Stored items:
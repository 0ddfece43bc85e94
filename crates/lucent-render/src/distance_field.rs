//! Distance fields for complex shapes.
//!
//! The outline SVG is rasterized into a padded canvas matching the capture
//! resolution, thresholded into an inside mask and run through an exact
//! Euclidean distance transform in both directions.

use resvg::{tiny_skia, usvg};
use thiserror::Error;

/// Squared distance standing in for "no feature pixel".
const FAR: f64 = 1e20;

/// Coverage at or above which a pixel is inside the outline.
const INSIDE_ALPHA: u8 = 128;

#[derive(Debug, Error)]
pub enum DistanceFieldError {
    #[error("Failed to parse outline: {0}")]
    Parse(String),
    #[error("Outline covers no pixels")]
    EmptyOutline,
    #[error("Invalid outline size {width}x{height}")]
    ZeroSize { width: f64, height: f64 },
    #[error("Could not allocate a {width}x{height} pixmap")]
    Allocation { width: u32, height: u32 },
}

pub type DistanceFieldResult<T> = Result<T, DistanceFieldError>;

/// Single-channel field. Stored value `0.5 + d / min(width, height)`,
/// clamped to `[0, 1]`, where `d` is the signed pixel distance to the
/// outline (negative inside).
#[derive(Debug, Clone, PartialEq)]
pub struct DistanceField {
    pub width: u32,
    pub height: u32,
    pub samples: Vec<f32>,
}

impl DistanceField {
    fn scale(&self) -> f64 {
        self.width.min(self.height) as f64
    }

    /// Stored value at texel `(x, y)`, clamped to the edge.
    pub fn sample(&self, x: u32, y: u32) -> f32 {
        if self.width == 0 || self.height == 0 {
            return 1.0;
        }
        let x = x.min(self.width - 1);
        let y = y.min(self.height - 1);
        self.samples[(y * self.width + x) as usize]
    }

    /// Bilinear sample at pixel coordinates (texel centres at `+ 0.5`).
    pub fn sample_bilinear(&self, x: f64, y: f64) -> f32 {
        let u = x - 0.5;
        let v = y - 0.5;
        let x0 = u.floor();
        let y0 = v.floor();
        let fx = (u - x0) as f32;
        let fy = (v - y0) as f32;
        let texel = |tx: f64, ty: f64| self.sample(tx.max(0.0) as u32, ty.max(0.0) as u32);

        let top = texel(x0, y0) * (1.0 - fx) + texel(x0 + 1.0, y0) * fx;
        let bottom = texel(x0, y0 + 1.0) * (1.0 - fx) + texel(x0 + 1.0, y0 + 1.0) * fx;
        top * (1.0 - fy) + bottom * fy
    }

    /// Signed pixel distance encoded at texel `(x, y)`.
    pub fn signed_distance_at(&self, x: u32, y: u32) -> f64 {
        (self.sample(x, y) as f64 - 0.5) * self.scale()
    }
}

/// Builds distance fields from SVG outlines.
#[derive(Debug, Clone, Copy)]
pub struct DistanceFieldBuilder {
    padding: f64,
}

impl DistanceFieldBuilder {
    /// `padding` is added on every side so the field lines up with a
    /// padded capture.
    pub fn new(padding: f64) -> Self {
        Self { padding }
    }

    /// Rasterize `svg` scaled to `width` x `height` and compute its field.
    pub fn build(&self, svg: &str, width: f64, height: f64) -> DistanceFieldResult<DistanceField> {
        if !(width.is_finite() && height.is_finite() && width > 0.0 && height > 0.0) {
            return Err(DistanceFieldError::ZeroSize { width, height });
        }
        let field_w = (width + 2.0 * self.padding).round().max(1.0) as u32;
        let field_h = (height + 2.0 * self.padding).round().max(1.0) as u32;

        let mask = self.rasterize_mask(svg, width, height, field_w, field_h)?;
        if !mask.iter().any(|&inside| inside) {
            return Err(DistanceFieldError::EmptyOutline);
        }

        let (w, h) = (field_w as usize, field_h as usize);
        let outside: Vec<bool> = mask.iter().map(|&inside| !inside).collect();
        let to_inside = squared_distance_transform(&mask, w, h);
        let to_outside = squared_distance_transform(&outside, w, h);

        let scale = field_w.min(field_h) as f64;
        let samples = mask
            .iter()
            .enumerate()
            .map(|(i, &inside)| {
                let d = if inside {
                    -(to_outside[i].sqrt() - 0.5)
                } else {
                    to_inside[i].sqrt() - 0.5
                };
                (0.5 + d / scale).clamp(0.0, 1.0) as f32
            })
            .collect();

        log::debug!("Built {}x{} distance field", field_w, field_h);
        Ok(DistanceField {
            width: field_w,
            height: field_h,
            samples,
        })
    }

    fn rasterize_mask(
        &self,
        svg: &str,
        width: f64,
        height: f64,
        field_w: u32,
        field_h: u32,
    ) -> DistanceFieldResult<Vec<bool>> {
        let tree = usvg::Tree::from_str(svg, &usvg::Options::default())
            .map_err(|e| DistanceFieldError::Parse(e.to_string()))?;
        let mut pixmap = tiny_skia::Pixmap::new(field_w, field_h).ok_or(DistanceFieldError::Allocation {
            width: field_w,
            height: field_h,
        })?;

        let size = tree.size();
        let transform = tiny_skia::Transform::from_row(
            (width / size.width() as f64) as f32,
            0.0,
            0.0,
            (height / size.height() as f64) as f32,
            self.padding as f32,
            self.padding as f32,
        );
        resvg::render(&tree, transform, &mut pixmap.as_mut());

        Ok(pixmap.data().chunks_exact(4).map(|px| px[3] >= INSIDE_ALPHA).collect())
    }
}

/// Squared Euclidean distance from every pixel to the nearest feature
/// pixel. Separable two-pass transform (Felzenszwalb and Huttenlocher).
fn squared_distance_transform(features: &[bool], width: usize, height: usize) -> Vec<f64> {
    let mut grid: Vec<f64> = features.iter().map(|&f| if f { 0.0 } else { FAR }).collect();

    let mut column = vec![0.0; height];
    let mut transformed = vec![0.0; height];
    for x in 0..width {
        for y in 0..height {
            column[y] = grid[y * width + x];
        }
        distance_transform_1d(&column, &mut transformed);
        for y in 0..height {
            grid[y * width + x] = transformed[y];
        }
    }

    let mut row = vec![0.0; width];
    for y in 0..height {
        let span = y * width..(y + 1) * width;
        row.copy_from_slice(&grid[span.clone()]);
        distance_transform_1d(&row, &mut grid[span]);
    }

    grid
}

/// Lower envelope of parabolas rooted at `f`.
fn distance_transform_1d(f: &[f64], out: &mut [f64]) {
    let n = f.len();
    if n == 0 {
        return;
    }
    let mut v = vec![0usize; n];
    let mut z = vec![0.0f64; n + 1];
    let intersection = |q: usize, p: usize| {
        let (qf, pf) = (q as f64, p as f64);
        ((f[q] + qf * qf) - (f[p] + pf * pf)) / (2.0 * qf - 2.0 * pf)
    };

    let mut k = 0;
    z[0] = f64::NEG_INFINITY;
    z[1] = f64::INFINITY;
    for q in 1..n {
        let mut s = intersection(q, v[k]);
        while s <= z[k] {
            k -= 1;
            s = intersection(q, v[k]);
        }
        k += 1;
        v[k] = q;
        z[k] = s;
        z[k + 1] = f64::INFINITY;
    }

    k = 0;
    for (q, slot) in out.iter_mut().enumerate() {
        while z[k + 1] < q as f64 {
            k += 1;
        }
        let d = q as f64 - v[k] as f64;
        *slot = d * d + f[v[k]];
    }
}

* [Description of the task]: Copy exactly the lines above, starting at the opening line and finishing at the line in which "in both directions." occurs.

* [Solution to this task]:
repository 0ddfece43bc85e94
filename crates/lucent-render/src/distance_field.rs
//! Distance fields for complex shapes.
//!
//! The outline SVG is rasterized into a padded canvas matching the capture
//! resolution, thresholded into an inside mask and run through an exact
//! Euclidean distance transform in both directions.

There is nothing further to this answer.